The minor claims “[i]nterpreting section 790 to permit a juvenile to remain eligible for DEJ after the commencement of the jurisdictional hearing would best effectuate the intent of the California electorate that passed the juvenile DEJ statutes.” We disagree. The minor’s interpretation nullifies a portion of the findings and declarations of Proposition 21, set forth above, which he quotes but ultimately fails to address.

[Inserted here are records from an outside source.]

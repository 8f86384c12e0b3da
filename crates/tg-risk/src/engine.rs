//! Pure governor logic over `&mut LedgerState`. No IO, no clock.

use chrono::NaiveDate;
use tg_schemas::SystemState;

use crate::caps::{
    alignment_factor, loss_streak_multiplier, HALT_STREAK, LOCKDOWN_ACK_CODE, LOCKDOWN_STREAK,
    RISK_EPSILON,
};
use crate::types::{Denial, DenialCode, EvaluateRequest, Grant, LedgerState, OutcomeEffects};

/// Size one decision, or refuse it.
///
/// Vetoes short-circuit in a fixed order. The streak veto also worsens
/// `system_state`; every other path leaves the breaker untouched.
pub fn assess(st: &mut LedgerState, req: &EvaluateRequest) -> Result<Grant, Denial> {
    st.total_decisions += 1;
    let caps = st.caps();

    // 1) Lockdown.
    if st.system_state == SystemState::Lockdown {
        return Err(Denial::new(
            DenialCode::SystemLockdown,
            "SYSTEM_LOCKDOWN: 5+ consecutive losses. Manual reset required.",
        ));
    }

    // 2) Daily halt.
    if st.system_state == SystemState::HaltedToday {
        return Err(Denial::new(
            DenialCode::DailyDrawdownBreached,
            format!(
                "DAILY_DRAWDOWN_BREACHED: Loss limit {:.2}% exceeded.",
                caps.max_daily_loss * 100.0
            ),
        ));
    }

    // 3) Streak governor; escalates.
    if st.loss_streak >= HALT_STREAK {
        let escalated = if st.loss_streak >= LOCKDOWN_STREAK {
            SystemState::Lockdown
        } else {
            SystemState::HaltedToday
        };
        st.system_state = st.system_state.worsen(escalated);
        return Err(Denial::new(
            DenialCode::ExecutionHalt,
            format!("EXECUTION_HALT: {} consecutive losses.", st.loss_streak),
        ));
    }

    let p = req.active_probability;
    if !p.is_finite() || !(0.0..=1.0).contains(&p) {
        return Err(Denial::new(
            DenialCode::InvalidInput,
            format!("INVALID_INPUT: active_probability {p} outside [0, 1]."),
        ));
    }

    // 4) Alignment.
    let align = alignment_factor(req.alignment, req.is_unstable);
    if align == 0.0 {
        return Err(Denial::new(
            DenialCode::AlignmentForbidden,
            format!("ALIGNMENT_FORBIDDEN: {} prevents execution.", req.alignment),
        ));
    }

    // 5) Position count.
    if st.open_positions >= caps.max_open_positions {
        return Err(Denial::new(
            DenialCode::MaxPositions,
            format!(
                "MAX_POSITIONS: {}/{} positions open.",
                st.open_positions, caps.max_open_positions
            ),
        ));
    }

    // 6) One position per sector per day.
    if let Some(sector) = req.sector.as_deref() {
        if st.sector_exposure.get(sector).copied().unwrap_or(0) >= 1 {
            return Err(Denial::new(
                DenialCode::CorrelationRisk,
                format!("CORRELATION_RISK: Already exposed to {sector} sector."),
            ));
        }
    }

    // 7) Symbol daily budget.
    let symbol_used = st.symbol_risk_used(&req.symbol);
    if symbol_used >= caps.max_risk_per_symbol_day - RISK_EPSILON {
        return Err(Denial::new(
            DenialCode::SymbolRiskExhausted,
            format!(
                "SYMBOL_RISK_EXHAUSTED: {} risk budget used ({:.2}%).",
                req.symbol,
                symbol_used * 100.0
            ),
        ));
    }

    // 8) Deterministic sizing.
    let base = caps.max_risk_per_decision;
    let streak_mult = loss_streak_multiplier(st.loss_streak);
    let mut fraction = base * p * align * streak_mult;
    if fraction <= RISK_EPSILON {
        return Err(Denial::new(
            DenialCode::ZeroRisk,
            format!(
                "ZERO_RISK: base={:.2}% x prob={p:.2} x align={align} x streak_mult={streak_mult} is zero.",
                base * 100.0
            ),
        ));
    }

    let symbol_headroom = caps.max_risk_per_symbol_day - symbol_used;
    if fraction > symbol_headroom {
        fraction = symbol_headroom;
        if fraction <= RISK_EPSILON {
            return Err(Denial::new(
                DenialCode::SymbolRiskExhausted,
                format!(
                    "SYMBOL_RISK_EXHAUSTED: Cannot allocate more risk to {} today.",
                    req.symbol
                ),
            ));
        }
    }

    let portfolio_headroom = caps.max_portfolio_risk - st.open_risk;
    if fraction > portfolio_headroom {
        fraction = portfolio_headroom;
        if fraction <= RISK_EPSILON {
            return Err(Denial::new(
                DenialCode::PortfolioRiskLimit,
                format!(
                    "PORTFOLIO_RISK_LIMIT: Would exceed {:.2}% max.",
                    caps.max_portfolio_risk * 100.0
                ),
            ));
        }
    }

    // 9) Amount.
    Ok(Grant {
        risk_fraction: fraction,
        max_risk_amount: st.account_equity * fraction,
        base_risk: base,
        alignment_factor: align,
        streak_multiplier: streak_mult,
    })
}

/// Book an opened position against today's budgets.
pub fn apply_entry(st: &mut LedgerState, symbol: &str, sector: Option<&str>, risk_fraction: f64) {
    book_daily_usage(st, symbol, sector, risk_fraction);
    open_position(st, risk_fraction);
}

pub(crate) fn book_daily_usage(
    st: &mut LedgerState,
    symbol: &str,
    sector: Option<&str>,
    risk_fraction: f64,
) {
    *st.symbol_risk_today.entry(symbol.to_string()).or_insert(0.0) += risk_fraction;
    if let Some(sector) = sector {
        *st.sector_exposure.entry(sector.to_string()).or_insert(0) += 1;
    }
}

pub(crate) fn open_position(st: &mut LedgerState, risk_fraction: f64) {
    st.open_positions = st.open_positions.saturating_add(1);
    st.open_risk += risk_fraction;
}

/// Release a closed position's allocation. Saturates at zero so an outcome
/// without a matching entry cannot drive counters negative.
pub(crate) fn release_position(st: &mut LedgerState, risk_used: f64) {
    st.open_positions = st.open_positions.saturating_sub(1);
    st.open_risk = (st.open_risk - risk_used).max(0.0);
}

/// Update streak and pnl from one closed trade.
///
/// Both breakers are checked independently after the update; either can
/// fire, and neither can improve the state.
pub fn apply_outcome(st: &mut LedgerState, realized_pnl: f64, risk_used: f64) -> OutcomeEffects {
    apply_streak(st, realized_pnl);
    st.daily_realized_pnl += realized_pnl;
    release_position(st, risk_used);
    enforce_breakers(st)
}

pub(crate) fn apply_streak(st: &mut LedgerState, realized_pnl: f64) {
    if realized_pnl < 0.0 {
        st.loss_streak = st.loss_streak.saturating_add(1);
        st.losses += 1;
    } else {
        st.loss_streak = 0;
        if realized_pnl > 0.0 {
            st.wins += 1;
        }
    }
    st.max_loss_streak = st.max_loss_streak.max(st.loss_streak);
}

pub(crate) fn enforce_breakers(st: &mut LedgerState) -> OutcomeEffects {
    let mut fx = OutcomeEffects::default();
    if st.daily_loss_breached() {
        st.system_state = st.system_state.worsen(SystemState::HaltedToday);
        fx.daily_loss_breached = true;
    }
    if st.loss_streak >= LOCKDOWN_STREAK {
        st.system_state = st.system_state.worsen(SystemState::Lockdown);
        fx.locked_down = true;
    }
    fx
}

/// Start a new trading day. Streak and lockdown carry over.
pub fn reset_daily(st: &mut LedgerState, trading_date: NaiveDate) {
    st.trading_date = trading_date;
    clear_daily_usage(st);
    if st.system_state == SystemState::HaltedToday {
        st.system_state = SystemState::Operational;
    }
}

/// Day accumulators only. Open positions and open risk survive.
pub(crate) fn clear_daily_usage(st: &mut LedgerState) {
    st.daily_realized_pnl = 0.0;
    st.symbol_risk_today.clear();
    st.sector_exposure.clear();
}

/// Exact acknowledgement code, on a ledger that is actually locked.
pub fn lockdown_reset_accepted(st: &LedgerState, code: &str) -> bool {
    code == LOCKDOWN_ACK_CODE && st.system_state == SystemState::Lockdown
}

/// Leave lockdown. Anything [`lockdown_reset_accepted`] refuses changes
/// nothing.
pub fn manual_reset(st: &mut LedgerState, code: &str) -> bool {
    if !lockdown_reset_accepted(st, code) {
        return false;
    }
    st.system_state = SystemState::Operational;
    st.loss_streak = 0;
    st.daily_realized_pnl = 0.0;
    true
}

The juvenile DEJ scheme “requires first time, non-violent juvenile felons to appear in court, admit guilt for their offenses, and be held accountable.” (A.I., supra, 176 Cal.App.4th at p. 1433.) Here, however, the minor does not contend that, when he “appear[ed] in court,” he ever sought to “admit guilt” or be “held accountable” for such an admission. Rather, the minor disputed the allegations at a contested jurisdictional hearing. By the time the juvenile court mistakenly opined that he was eligible for DEJ, his commission of the lesser offenses had been established and an admission of guilt would have been superfluous.

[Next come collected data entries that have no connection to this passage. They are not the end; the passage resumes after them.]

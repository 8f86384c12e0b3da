//! Scenario: operator flow through the `tg` binary.
//!
//! GREEN when:
//! - `risk evaluate --token-out` approves a SWING idea and writes a token file
//! - `gate redeem` with that file is ALLOWED (exit 0); the same file a
//!   second time is BLOCKED TOKEN_REUSE (exit 2) via the on-disk marker
//! - `audit verify` reports an intact two-line chain and `audit stats` counts
//!   both attempts
//! - a token file edited to raise `max_risk` is BLOCKED TOKEN_UNRECOGNIZED
//!   (exit 2) and the unedited file still redeems
//! - a denied evaluation and a refused lockdown reset exit 2
//! - an accepted lockdown reset is still in force for the next invocation
//! - TG_CONFIG stands in for `--config`

use assert_cmd::Command;
use predicates::str::contains;
use std::fs;
use std::path::Path;

const SESSION_YAML: &str = r#"
session:
  session_id: "desk-1"
  mode: "SWING"
  account_equity: 1000000
storage:
  state_dir: "state"
"#;

fn tg(dir: &Path) -> Command {
    let mut cmd = Command::cargo_bin("tg").unwrap();
    cmd.current_dir(dir)
        .env_remove("TG_CONFIG")
        .env("RUST_LOG", "warn");
    cmd
}

#[test]
fn evaluate_redeem_reuse_and_audit() {
    let dir = tempfile::tempdir().unwrap();
    fs::write(dir.path().join("session.yaml"), SESSION_YAML).unwrap();

    tg(dir.path())
        .args([
            "--config",
            "session.yaml",
            "risk",
            "evaluate",
            "--symbol",
            "NIFTY",
            "--scenario",
            "A",
            "--probability",
            "0.8",
            "--alignment",
            "FULL",
            "--token-out",
            "token.json",
        ])
        .assert()
        .success()
        .stdout(contains("Allocated 0.40% risk for NIFTY (A)"));
    assert!(dir.path().join("token.json").is_file());

    let redeem = [
        "--config",
        "session.yaml",
        "gate",
        "redeem",
        "--token",
        "token.json",
        "--scenario",
        "A",
        "--prob-a",
        "0.8",
        "--prob-b",
        "0.15",
        "--prob-c",
        "0.05",
        "--alignment",
        "FULL",
        "--risk",
        "1000",
    ];
    tg(dir.path())
        .args(redeem)
        .assert()
        .success()
        .stdout(contains("ALL_CHECKS_PASSED"));
    tg(dir.path())
        .args(redeem)
        .assert()
        .code(2)
        .stdout(contains("TOKEN_REUSE"));

    tg(dir.path())
        .args(["--config", "session.yaml", "audit", "verify"])
        .assert()
        .success()
        .stdout(contains("\"lines\": 2"));
    tg(dir.path())
        .args(["--config", "session.yaml", "audit", "stats"])
        .assert()
        .success()
        .stdout(contains("\"total_attempts\": 2"))
        .stdout(contains("\"TOKEN_REUSE\": 1"));
}

#[test]
fn edited_token_file_is_refused() {
    let dir = tempfile::tempdir().unwrap();
    fs::write(dir.path().join("session.yaml"), SESSION_YAML).unwrap();

    tg(dir.path())
        .args([
            "--config",
            "session.yaml",
            "risk",
            "evaluate",
            "--symbol",
            "NIFTY",
            "--scenario",
            "A",
            "--probability",
            "0.8",
            "--alignment",
            "FULL",
            "--token-out",
            "token.json",
        ])
        .assert()
        .success();

    let mut record: serde_json::Value =
        serde_json::from_str(&fs::read_to_string(dir.path().join("token.json")).unwrap()).unwrap();
    record["max_risk"] = serde_json::json!(1e9);
    fs::write(
        dir.path().join("edited.json"),
        serde_json::to_string_pretty(&record).unwrap(),
    )
    .unwrap();

    let redeem = |file: &str, risk: &str| {
        tg(dir.path())
            .args([
                "--config",
                "session.yaml",
                "gate",
                "redeem",
                "--token",
                file,
                "--scenario",
                "A",
                "--prob-a",
                "0.8",
                "--prob-b",
                "0.15",
                "--prob-c",
                "0.05",
                "--alignment",
                "FULL",
                "--risk",
                risk,
            ])
            .assert()
    };
    redeem("edited.json", "500000000")
        .code(2)
        .stdout(contains("TOKEN_UNRECOGNIZED"));
    redeem("token.json", "1000")
        .success()
        .stdout(contains("ALL_CHECKS_PASSED"));
}

#[test]
fn lockdown_reset_holds_across_invocations() {
    let dir = tempfile::tempdir().unwrap();
    fs::write(dir.path().join("session.yaml"), SESSION_YAML).unwrap();
    let run = |args: &[&str]| {
        let mut cmd = tg(dir.path());
        cmd.args(["--config", "session.yaml"]).args(args);
        cmd.assert()
    };

    for _ in 0..5 {
        run(&["risk", "record-outcome", "--symbol", "TCS", "--pnl", "-5000"]).success();
    }
    run(&["risk", "status"])
        .success()
        .stdout(contains("\"system_state\": \"LOCKDOWN\""));

    run(&["risk", "reset-lockdown", "--code", "RESET_ACKNOWLEDGED"])
        .success()
        .stdout(contains("\"accepted\": true"));

    run(&["risk", "status"])
        .success()
        .stdout(contains("\"system_state\": \"OPERATIONAL\""))
        .stdout(contains("\"loss_streak\": 0"))
        .stdout(contains("\"daily_realized_pnl\": 0.0"));
}

#[test]
fn refusals_exit_2_and_env_config_works() {
    let dir = tempfile::tempdir().unwrap();
    fs::write(dir.path().join("session.yaml"), SESSION_YAML).unwrap();

    tg(dir.path())
        .env("TG_CONFIG", "session.yaml")
        .args([
            "risk",
            "evaluate",
            "--symbol",
            "TCS",
            "--scenario",
            "B",
            "--probability",
            "0.9",
            "--alignment",
            "CONFLICT",
        ])
        .assert()
        .code(2)
        .stdout(contains("ALIGNMENT_FORBIDDEN"));

    tg(dir.path())
        .env("TG_CONFIG", "session.yaml")
        .args(["risk", "reset-lockdown", "--code", "RESET_ACKNOWLEDGED"])
        .assert()
        .code(2)
        .stdout(contains("\"accepted\": false"));

    tg(dir.path())
        .env("TG_CONFIG", "session.yaml")
        .args(["risk", "record-outcome", "--symbol", "TCS", "--pnl", "-2500"])
        .assert()
        .success()
        .stdout(contains("\"loss_streak\": 1"));

    tg(dir.path())
        .env("TG_CONFIG", "session.yaml")
        .args(["risk", "status"])
        .assert()
        .success()
        .stdout(contains("\"system_state\": \"OPERATIONAL\""))
        .stdout(contains("\"loss_streak\": 1"));
}

#[test]
fn config_hash_prints_hash_and_canonical_json() {
    let dir = tempfile::tempdir().unwrap();
    fs::write(dir.path().join("session.yaml"), SESSION_YAML).unwrap();
    tg(dir.path())
        .args(["config-hash", "session.yaml"])
        .assert()
        .success()
        .stdout(contains("config_hash="))
        .stdout(contains("\"account_equity\":1000000"));
}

The minor contends the electorate did not intend to empower a prosecutor to deny DEJ simply by overcharging a case, i.e., by alleging a *1514section 707, subdivision (b) offense that the evidence does not support. However, in section 791, subdivision (a)(3), the electorate provided that minors are to be advised that DEJ is limited to cases in which the minor is willing to admit each pleaded allegation in lieu of jurisdictional and dispositional hearings. The electorate included no means of challenging the prosecutor’s charging decision prior to accepting DEJ. Instead, a minor has the options of challenging a purportedly excessive charge at a jurisdictional hearing, as was done here with success, or of having the excessive charge dismissed and expunged following a period of DEJ probation. No error is shown.
DISPOSITION
The juvenile court’s jurisdictional findings and dispositional order are affirmed.

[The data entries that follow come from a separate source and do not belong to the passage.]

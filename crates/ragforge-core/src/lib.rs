pub mod config;
pub mod engine;
pub mod error;
pub mod extractor;
pub mod graph_service;
pub mod json_stable;
pub mod orchestrator;
pub mod providers;
pub mod repo;
pub mod retry;
pub mod store;
pub mod types;

pub use config::EngineConfig;
pub use engine::{Engine, StoreConnection};
pub use error::{RagError, Result};
pub use extractor::{edge_id, node_id, Extractor};
pub use graph_service::GraphService;
pub use orchestrator::ChatbotOrchestrator;
pub use providers::{EmbeddingProvider, LlmProvider, ProviderCallError};
pub use repo::{
    CacheStore, DocumentStore, GraphStore, PgCacheRepository, PgDocumentRepository, PgGraphRepository,
};
pub use store::StoreAdapter;
pub use types::*;
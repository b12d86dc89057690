use thiserror::Error;

/// Errors the core distinguishes, per the error handling design.
///
/// `PlanParseError` and `ExtractionParseError` are constructed and matched on
/// at their single call site but never propagated past it — the planner and
/// extractor both swallow them and fall back to a default value.
#[derive(Debug, Error)]
pub enum RagError {
    /// An embedding did not have the configured dimension `D`.
    /// Raised at the engine's startup probe, on document/graph-node upsert,
    /// and during graph build when any entity embedding comes back the
    /// wrong length.
    #[error("embedding dimension mismatch: expected {expected}, got {actual}")]
    DimensionMismatch { expected: usize, actual: usize },

    /// A vector passed to a search had a non-finite element or the wrong
    /// length.
    #[error("invalid embedding: {0}")]
    InvalidEmbedding(String),

    /// The planner's raw LLM response could not be parsed or did not
    /// validate against the plan schema. Never surfaced to a caller; exists
    /// so the swallow site has something concrete to log and discard.
    #[error("plan parse error: {0}")]
    PlanParseError(String),

    /// A chunk's raw extraction response could not be parsed or did not
    /// validate against the extraction schema. Never surfaced to a caller;
    /// the chunk simply contributes no entities or relations.
    #[error("extraction parse error: {0}")]
    ExtractionParseError(String),

    /// An LLM or embedding provider call failed. Transient failures
    /// (408/429/5xx) are retried by [`crate::retry`] before this variant
    /// reaches a caller.
    #[error("provider error: {0}")]
    ProviderError(String),

    /// The underlying store rejected a query. Always surfaced.
    #[error("store error: {0}")]
    StoreError(#[from] sqlx::Error),

    /// The engine was used after `close()`.
    #[error("engine is closed")]
    EngineClosed,
}

pub type Result<T> = std::result::Result<T, RagError>;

Sims, Acting P. J., and Robie, J., concurred.
Appellant’s petition for review by the Supreme Court was denied October 13, 2010, S185170. Moreno, J., was of the opinion that the petition should be granted.
Undesignated statutory references are to the Welfare and Institutions Code.
Further references to rules are to the California Rules of Court.
Section 791 provides in relevant part that the prosecutor’s written notification to the minor shall include “[a] clear statement that, in lieu of jurisdictional and disposition hearings, the court may grant a deferred entry of judgment with respect to any offense charged in the petition, provided that the minor admits each allegation contained in the petition . . . .” (§ 791, subd. (a)(3).)
It is undisputed that the minor did not reject or forfeit DEJ. Because he had been charged with a section 707, subdivision (b) offense, he had no opportunity to do either.